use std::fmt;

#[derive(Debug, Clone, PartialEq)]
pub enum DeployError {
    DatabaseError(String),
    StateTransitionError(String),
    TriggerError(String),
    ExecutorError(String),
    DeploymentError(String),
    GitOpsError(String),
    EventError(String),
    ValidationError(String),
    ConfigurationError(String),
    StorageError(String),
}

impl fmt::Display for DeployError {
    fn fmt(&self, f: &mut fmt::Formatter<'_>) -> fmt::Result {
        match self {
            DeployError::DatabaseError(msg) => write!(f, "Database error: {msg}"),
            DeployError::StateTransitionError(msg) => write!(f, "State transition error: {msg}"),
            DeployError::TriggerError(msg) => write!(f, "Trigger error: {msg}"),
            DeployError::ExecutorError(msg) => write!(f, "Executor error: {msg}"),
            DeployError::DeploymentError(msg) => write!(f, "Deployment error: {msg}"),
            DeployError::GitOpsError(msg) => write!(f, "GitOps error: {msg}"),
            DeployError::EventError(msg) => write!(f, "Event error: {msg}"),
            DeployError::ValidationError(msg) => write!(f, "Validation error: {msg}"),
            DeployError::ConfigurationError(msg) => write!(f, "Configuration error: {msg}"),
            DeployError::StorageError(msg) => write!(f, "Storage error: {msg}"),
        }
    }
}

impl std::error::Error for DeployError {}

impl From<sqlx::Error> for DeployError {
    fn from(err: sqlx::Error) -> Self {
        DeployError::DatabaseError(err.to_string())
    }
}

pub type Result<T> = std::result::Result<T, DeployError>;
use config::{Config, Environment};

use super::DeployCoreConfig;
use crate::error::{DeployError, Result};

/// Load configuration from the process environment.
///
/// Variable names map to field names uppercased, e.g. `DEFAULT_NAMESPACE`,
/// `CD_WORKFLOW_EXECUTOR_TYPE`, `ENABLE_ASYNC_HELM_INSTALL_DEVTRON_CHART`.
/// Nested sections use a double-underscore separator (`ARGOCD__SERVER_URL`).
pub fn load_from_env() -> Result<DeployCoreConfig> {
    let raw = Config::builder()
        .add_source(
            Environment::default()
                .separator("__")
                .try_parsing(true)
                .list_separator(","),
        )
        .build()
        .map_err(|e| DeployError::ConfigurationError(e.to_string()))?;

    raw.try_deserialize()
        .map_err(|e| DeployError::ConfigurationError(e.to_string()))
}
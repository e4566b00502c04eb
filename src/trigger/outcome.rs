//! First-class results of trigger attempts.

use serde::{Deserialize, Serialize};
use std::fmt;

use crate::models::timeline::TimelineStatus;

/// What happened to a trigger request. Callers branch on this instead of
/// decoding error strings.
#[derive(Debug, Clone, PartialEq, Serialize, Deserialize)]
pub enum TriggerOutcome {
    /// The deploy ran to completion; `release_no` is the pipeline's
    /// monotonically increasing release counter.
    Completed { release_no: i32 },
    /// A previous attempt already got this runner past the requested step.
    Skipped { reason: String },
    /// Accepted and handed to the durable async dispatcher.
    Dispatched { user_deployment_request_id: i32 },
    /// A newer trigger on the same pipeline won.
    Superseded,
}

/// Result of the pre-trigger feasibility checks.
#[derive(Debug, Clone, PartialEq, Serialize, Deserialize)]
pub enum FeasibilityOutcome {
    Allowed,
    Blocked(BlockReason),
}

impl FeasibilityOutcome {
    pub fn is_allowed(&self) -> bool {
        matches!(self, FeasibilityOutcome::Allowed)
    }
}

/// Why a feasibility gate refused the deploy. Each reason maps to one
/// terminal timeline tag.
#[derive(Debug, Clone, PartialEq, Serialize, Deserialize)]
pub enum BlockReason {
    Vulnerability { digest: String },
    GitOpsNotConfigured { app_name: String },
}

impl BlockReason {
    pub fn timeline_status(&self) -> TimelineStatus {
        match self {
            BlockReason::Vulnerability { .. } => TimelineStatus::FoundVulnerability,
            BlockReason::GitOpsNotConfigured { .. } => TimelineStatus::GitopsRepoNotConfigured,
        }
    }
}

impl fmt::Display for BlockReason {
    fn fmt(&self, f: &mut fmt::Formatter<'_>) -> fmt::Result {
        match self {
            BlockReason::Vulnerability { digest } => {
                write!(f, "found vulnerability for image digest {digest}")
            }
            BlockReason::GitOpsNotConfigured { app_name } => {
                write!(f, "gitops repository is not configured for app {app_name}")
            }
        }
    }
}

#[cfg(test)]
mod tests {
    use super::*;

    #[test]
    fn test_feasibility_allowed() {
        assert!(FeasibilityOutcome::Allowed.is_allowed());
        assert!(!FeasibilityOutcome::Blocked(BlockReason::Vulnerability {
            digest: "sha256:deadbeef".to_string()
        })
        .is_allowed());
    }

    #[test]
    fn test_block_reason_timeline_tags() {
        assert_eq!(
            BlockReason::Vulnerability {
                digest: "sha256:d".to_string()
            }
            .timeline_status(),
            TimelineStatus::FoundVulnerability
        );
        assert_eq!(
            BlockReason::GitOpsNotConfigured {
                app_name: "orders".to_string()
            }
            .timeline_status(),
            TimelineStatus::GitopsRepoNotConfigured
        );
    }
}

|---|

Exercise brief -
All the entries are to be set down exactly as they appear.

Answer for this exercise -
use std::fmt;

#[derive(Debug, Clone, PartialEq)]
pub enum DeployError {
    DatabaseError(String),
    StateTransitionError(String),
    TriggerError(String),
    ExecutorError(String),
    DeploymentError(String),
    GitOpsError(String),
    EventError(String),
    ValidationError(String),
    ConfigurationError(String),
    StorageError(String),
}

impl fmt::Display for DeployError {
    fn fmt(&self, f: &mut fmt::Formatter<'_>) -> fmt::Result {
        match self {
            DeployError::DatabaseError(msg) => write!(f, "Database error: {msg}"),
            DeployError::StateTransitionError(msg) => write!(f, "State transition error: {msg}"),
            DeployError::TriggerError(msg) => write!(f, "Trigger error: {msg}"),
            DeployError::ExecutorError(msg) => write!(f, "Executor error: {msg}"),
            DeployError::DeploymentError(msg) => write!(f, "Deployment error: {msg}"),
            DeployError::GitOpsError(msg) => write!(f, "GitOps error: {msg}"),
            DeployError::EventError(msg) => write!(f, "Event error: {msg}"),
            DeployError::ValidationError(msg) => write!(f, "Validation error: {msg}"),
            DeployError::ConfigurationError(msg) => write!(f, "Configuration error: {msg}"),
            DeployError::StorageError(msg) => write!(f, "Storage error: {msg}"),
        }
    }
}

impl std::error::Error for DeployError {}

impl From<sqlx::Error> for DeployError {
    fn from(err: sqlx::Error) -> Self {
        DeployError::DatabaseError(err.to_string())
    }
}

pub type Result<T> = std::result::Result<T, DeployError>;
use config::{Config, Environment};

use super::DeployCoreConfig;
use crate::error::{DeployError, Result};

/// Load configuration from the process environment.
///
/// Variable names map to field names uppercased, e.g. `DEFAULT_NAMESPACE`,
/// `CD_WORKFLOW_EXECUTOR_TYPE`, `ENABLE_ASYNC_HELM_INSTALL_DEVTRON_CHART`.
/// Nested sections use a double-underscore separator (`ARGOCD__SERVER_URL`).
pub fn load_from_env() -> Result<DeployCoreConfig> {
    let raw = Config::builder()
        .add_source(
            Environment::default()
                .separator("__")
                .try_parsing(true)
                .list_separator(","),
        )
        .build()
        .map_err(|e| DeployError::ConfigurationError(e.to_string()))?;

    raw.try_deserialize()
        .map_err(|e| DeployError::ConfigurationError(e.to_string()))
}
repository e4566b00502c04eb
filename src/trigger/outcome.rs
//! First-class results of trigger attempts.

use serde::{Deserialize, Serialize};
use std::fmt;

use crate::models::timeline::TimelineStatus;

/// What happened to a trigger request. Callers branch on this instead of
/// decoding error strings.
#[derive(Debug, Clone, PartialEq, Serialize, Deserialize)]
pub enum TriggerOutcome {
    /// The deploy ran to completion; `release_no` is the pipeline's
    /// monotonically increasing release counter.
    Completed { release_no: i32 },
    /// A previous attempt already got this runner past the requested step.
    Skipped { reason: String },
    /// Accepted and handed to the durable async dispatcher.
    Dispatched { user_deployment_request_id: i32 },
    /// A newer trigger on the same pipeline won.
    Superseded,
}

/// Result of the pre-trigger feasibility checks.
#[derive(Debug, Clone, PartialEq, Serialize, Deserialize)]
pub enum FeasibilityOutcome {
    Allowed,
    Blocked(BlockReason),
}

impl FeasibilityOutcome {
    pub fn is_allowed(&self) -> bool {
        matches!(self, FeasibilityOutcome::Allowed)
    }
}

/// Why a feasibility gate refused the deploy. Each reason maps to one
/// terminal timeline tag.
#[derive(Debug, Clone, PartialEq, Serialize, Deserialize)]
pub enum BlockReason {
    Vulnerability { digest: String },
    GitOpsNotConfigured { app_name: String },
}

impl BlockReason {
    pub fn timeline_status(&self) -> TimelineStatus {
        match self {
            BlockReason::Vulnerability { .. } => TimelineStatus::FoundVulnerability,
            BlockReason::GitOpsNotConfigured { .. } => TimelineStatus::GitopsRepoNotConfigured,
        }
    }
}

impl fmt::Display for BlockReason {
    fn fmt(&self, f: &mut fmt::Formatter<'_>) -> fmt::Result {
        match self {
            BlockReason::Vulnerability { digest } => {
                write!(f, "found vulnerability for image digest {digest}")
            }
            BlockReason::GitOpsNotConfigured { app_name } => {
                write!(f, "gitops repository is not configured for app {app_name}")
            }
        }
    }
}

#[cfg(test)]
mod tests {
    use super::*;

    #[test]
    fn test_feasibility_allowed() {
        assert!(FeasibilityOutcome::Allowed.is_allowed());
        assert!(!FeasibilityOutcome::Blocked(BlockReason::Vulnerability {
            digest: "sha256:deadbeef".to_string()
        })
        .is_allowed());
    }

    #[test]
    fn test_block_reason_timeline_tags() {
        assert_eq!(
            BlockReason::Vulnerability {
                digest: "sha256:d".to_string()
            }
            .timeline_status(),
            TimelineStatus::FoundVulnerability
        );
        assert_eq!(
            BlockReason::GitOpsNotConfigured {
                app_name: "orders".to_string()
            }
            .timeline_status(),
            TimelineStatus::GitopsRepoNotConfigured
        );
    }
}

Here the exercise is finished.